In the near future, health care will experience a boom not only in the number of older adults but also in the number of ethnic and racial minority older adults. While minority older adults made up 20.7% of the US population in 2012, that number is expected to increase to 39.1% by 2050, with Asians, Native Hawaiians, and other Pacific Islanders contributing the highest numbers to the population growth of older adults.1
This anticipated increase has underscored the importance of the American Geriatrics Society (AGS) Ethnogeriatrics Committee developing a position statement that acknowledges health care disparities and their impact on health outcomes, facilitates culturally competent communication, and provides quality care to older adults.2
Ethnogeriatrics: Addressing Bias in Medicine
Ethnogeriatrics is a term specifically for the health care of older adults from different cultures, and it's important because our demographics are changing, says Fred Kobylarz, MD, MPH, an Atlantic Philanthropies Health and Aging Policy Fellow and a geriatrician and associate professor in the department of family medicine and community health at the Rutgers Robert Wood Johnson Medical School in New Brunswick, New Jersey.
"The phrase 'silver tsunami' is often used in geriatrics as the term for the elder boom or the boom of older adults who we're expecting to see in the next 30 to 40 years," says VJ Periyakoil, MD, a clinical associate professor of medicine at Stanford University School of Medicine, director of the Stanford Palliative Care Education and Training Program and the Stanford Hospice and Palliative Medicine Fellowship Program, and chair of the AGS Ethnogeriatrics Committee. Periyakoil says that the 'silver tsunami' is actually 'silver-brown' because it is the population of ethnic minorities that is exploding the population of older adults. Consequently, as the population ages, the United States is going to become a majority-minority nation by 2044, she says.

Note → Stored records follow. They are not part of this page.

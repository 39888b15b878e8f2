use api::models::{Page, Role, Usuario, UsuarioInput};
use dioxus::prelude::*;
use ui::components::{
    matches_search, paginate, Button, ButtonVariant, ConfirmDialog, ErrorBanner, Field, Input,
    LoadingRow, Pagination, SearchInput, Select, PAGE_SIZE,
};
use ui::views::ModalOverlay;
use ui::{use_api, use_latest_fetch, Loadable};

use super::{id_text, optional_id, optional_text, resolved, select_options};

#[component]
pub fn Usuarios() -> Element {
    let api = use_api();
    let mut search = use_signal(String::new);
    let mut page = use_signal(|| 1usize);
    let mut usuarios = use_latest_fetch::<Page<Usuario>>();
    let mut editor = use_signal(|| None::<Option<Usuario>>);
    let mut deleting = use_signal(|| None::<Usuario>);
    let mut action_error = use_signal(|| None::<String>);

    let list_api = api.clone();
    let load = use_callback(move |()| {
        let api = list_api.clone();
        usuarios.run(async move { api.get_usuarios(None).await });
    });

    use_effect(move || load.call(()));

    let confirm_delete = move |_: ()| {
        let Some(usuario) = deleting() else {
            return;
        };
        let api = api.clone();
        spawn(async move {
            match api.delete_usuario(usuario.id_usuario).await {
                Ok(()) => load.call(()),
                Err(e) => action_error.set(Some(e.to_string())),
            }
            deleting.set(None);
        });
    };

    let state = usuarios.state();
    let table = match &*state.read() {
        Loadable::Loading => rsx! { LoadingRow {} },
        Loadable::Failed(message) => rsx! { ErrorBanner { message: message.clone() } },
        Loadable::Ready(list) => {
            let term = search();
            let filtered: Vec<Usuario> = list
                .items
                .iter()
                .filter(|u| matches_search(&[u.nombre.as_str(), u.apellido.as_str(), u.email.as_str()], &term))
                .cloned()
                .collect();
            let total = filtered.len();
            let rows = paginate(&filtered, page(), PAGE_SIZE).to_vec();
            rsx! {
                table {
                    class: "data-table",
                    thead {
                        tr {
                            th { "Nombre" }
                            th { "Email" }
                            th { "Rol" }
                            th { "Estado" }
                            th {}
                        }
                    }
                    tbody {
                        if rows.is_empty() {
                            tr { td { colspan: "5", class: "muted", "No hay usuarios." } }
                        }
                        for u in rows {
                            tr {
                                key: "{u.id_usuario}",
                                td { "{u.nombre} {u.apellido}" }
                                td { "{u.email}" }
                                td { {u.role().label()} }
                                td { if u.activo { "Activo" } else { "Inactivo" } }
                                td {
                                    class: "row-actions",
                                    Button {
                                        variant: ButtonVariant::Ghost,
                                        onclick: {
                                            let u = u.clone();
                                            move |_| editor.set(Some(Some(u.clone())))
                                        },
                                        "Editar"
                                    }
                                    Button {
                                        variant: ButtonVariant::Ghost,
                                        onclick: {
                                            let u = u.clone();
                                            move |_| deleting.set(Some(u.clone()))
                                        },
                                        "Eliminar"
                                    }
                                }
                            }
                        }
                    }
                }
                Pagination {
                    page: page(),
                    total,
                    on_change: move |p| page.set(p),
                }
            }
        }
    };

    rsx! {
        div {
            class: "page-header",
            h1 { "Usuarios" }
            Button {
                onclick: move |_| editor.set(Some(None)),
                "Nuevo usuario"
            }
        }
        div {
            class: "toolbar",
            SearchInput {
                value: search(),
                placeholder: "Buscar por nombre o email…",
                on_search: move |term| {
                    search.set(term);
                    page.set(1);
                },
            }
        }
        if let Some(message) = action_error() {
            ErrorBanner { message, on_dismiss: move |_| action_error.set(None) }
        }
        {table}

        if let Some(current) = editor() {
            UsuarioForm {
                usuario: current,
                on_saved: move |_| {
                    editor.set(None);
                    load.call(());
                },
                on_cancel: move |_| editor.set(None),
            }
        }
        if let Some(usuario) = deleting() {
            ConfirmDialog {
                title: "Eliminar usuario",
                message: format!("¿Eliminar la cuenta de {}?", usuario.email),
                on_confirm: confirm_delete,
                on_cancel: move |_| deleting.set(None),
            }
        }
    }
}

#[component]
fn UsuarioForm(
    usuario: Option<Usuario>,
    on_saved: EventHandler<Usuario>,
    on_cancel: EventHandler<()>,
) -> Element {
    let api = use_api();
    let initial = usuario.as_ref().map(UsuarioInput::from_usuario).unwrap_or(UsuarioInput {
        id_rol: Role::Asistente.id(),
        ..Default::default()
    });
    let editing_id = usuario.as_ref().map(|u| u.id_usuario);
    let title = if editing_id.is_some() { "Editar usuario" } else { "Nuevo usuario" };
    let password_label = if editing_id.is_some() {
        "Nueva contraseña (opcional)"
    } else {
        "Contraseña"
    };

    let mut nombre = use_signal(|| initial.nombre.clone());
    let mut apellido = use_signal(|| initial.apellido.clone());
    let mut email = use_signal(|| initial.email.clone());
    let mut password = use_signal(String::new);
    let mut rol = use_signal(|| id_text(Some(initial.id_rol)));
    let mut sucursal = use_signal(|| id_text(initial.id_sucursal));
    let mut error = use_signal(|| None::<String>);
    let mut saving = use_signal(|| false);

    let catalog_api = api.clone();
    let catalogs = use_resource(move || {
        let api = catalog_api.clone();
        async move {
            let (roles, sucursales) =
                futures::try_join!(api.get_roles(), api.get_sucursales())?;
            Ok::<_, api::ApiError>((
                select_options(&roles.items, |r| r.id_rol, |r| r.nombre.clone()),
                select_options(&sucursales.items, |s| s.id_sucursal, |s| s.nombre.clone()),
            ))
        }
    });
    let ((roles, sucursales), catalog_error) = resolved(&catalogs.read());

    let handle_submit = move |evt: FormEvent| {
        evt.prevent_default();
        let input = UsuarioInput {
            nombre: nombre().trim().to_string(),
            apellido: apellido().trim().to_string(),
            email: email().trim().to_string(),
            password: optional_text(&password()),
            id_rol: optional_id(&rol()).unwrap_or_default(),
            id_sucursal: optional_id(&sucursal()),
        };
        let api = api.clone();
        spawn(async move {
            saving.set(true);
            error.set(None);
            let result = match editing_id {
                Some(id) => api.update_usuario(id, &input).await,
                None => api.create_usuario(&input).await,
            };
            saving.set(false);
            match result {
                Ok(saved) => on_saved.call(saved),
                Err(e) => error.set(Some(e.to_string())),
            }
        });
    };

    rsx! {
        ModalOverlay {
            title: title.to_string(),
            on_close: move |_| on_cancel.call(()),
            form {
                onsubmit: handle_submit,
                if let Some(message) = catalog_error {
                    ErrorBanner { message }
                }
                if let Some(message) = error() {
                    ErrorBanner { message }
                }
                div {
                    class: "field-row",
                    Field {
                        label: "Nombre",
                        html_for: "usuario-nombre",
                        Input { id: "usuario-nombre", required: true, value: nombre(), oninput: move |v| nombre.set(v) }
                    }
                    Field {
                        label: "Apellido",
                        html_for: "usuario-apellido",
                        Input { id: "usuario-apellido", required: true, value: apellido(), oninput: move |v| apellido.set(v) }
                    }
                }
                Field {
                    label: "Email",
                    html_for: "usuario-email",
                    Input { id: "usuario-email", r#type: "email", required: true, value: email(), oninput: move |v| email.set(v) }
                }
                Field {
                    label: password_label.to_string(),
                    html_for: "usuario-password",
                    Input {
                        id: "usuario-password",
                        r#type: "password",
                        required: editing_id.is_none(),
                        value: password(),
                        oninput: move |v| password.set(v),
                    }
                }
                Field {
                    label: "Rol",
                    html_for: "usuario-rol",
                    Select { id: "usuario-rol", value: rol(), options: roles, onchange: move |v| rol.set(v) }
                }
                Field {
                    label: "Sucursal",
                    html_for: "usuario-sucursal",
                    Select { id: "usuario-sucursal", value: sucursal(), options: sucursales, onchange: move |v| sucursal.set(v) }
                }
                div {
                    class: "modal-actions",
                    Button {
                        variant: ButtonVariant::Outline,
                        onclick: move |_| on_cancel.call(()),
                        "Cancelar"
                    }
                    Button {
                        r#type: "submit",
                        disabled: saving(),
                        if saving() { "Guardando…" } else { "Guardar" }
                    }
                }
            }
        }
    }
}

Periyakoil says that factors such as the complexity of medicine, the regression of patients as they get older, and physicians' biases contribute to the poor quality of care of multicultural older adults. Physicians' knowledge levels and socioeconomic status may stand in stark contrast to those of their patients, meaning that physicians may simply not understand their patients' issues. This is where it's essential for clinicians to assess their bias in every patient encounter, she says.
"Bias is a loaded term, and it doesn't necessarily mean negative; bias could just mean that someone has preexisting models on how to approach a particular problem in a patient," Periyakoil says. "For example, studies have found that African Americans diagnosed with hypertension don't respond to ACE [angiotensin-converting enzyme] inhibitors. So physicians who don't prescribe ACE inhibitors to African Americans could be seen as demonstrating bias. But these data are based on real knowledge and studies; this is one example in which clinicians would have to pause and assess whether this decision is negatively affecting their patients."
"Providing culturally appropriate care involves awareness and acceptance of cultural differences," Kobylarz says. "Older people from different racial and minority groups experience health care disparities not only in poor health outcomes but also in access to care, prevention, and quality." For example, he notes that African Americans diagnosed with heart disease have been found to receive fewer revascularization procedures following cardiac catheterization.
To improve health care outcomes and prevent health inequities among ethnically older adults, the AGS Ethnogeriatrics Committee has provided a minimum set of quality indicators to improve health outcomes. The Committee developed the following questions, which can be asked and documented across different health care settings, to incorporate culturally competent communication during physician-patient encounters:2
- What is your ethnicity?
- What is your preferred language?
- Do you know that interpreter services are available free of charge?
- Do you want to choose one of the available interpreter services (online, telephone, in person)?
- How much education did you complete (none, <7th grade, ≥7th grade)?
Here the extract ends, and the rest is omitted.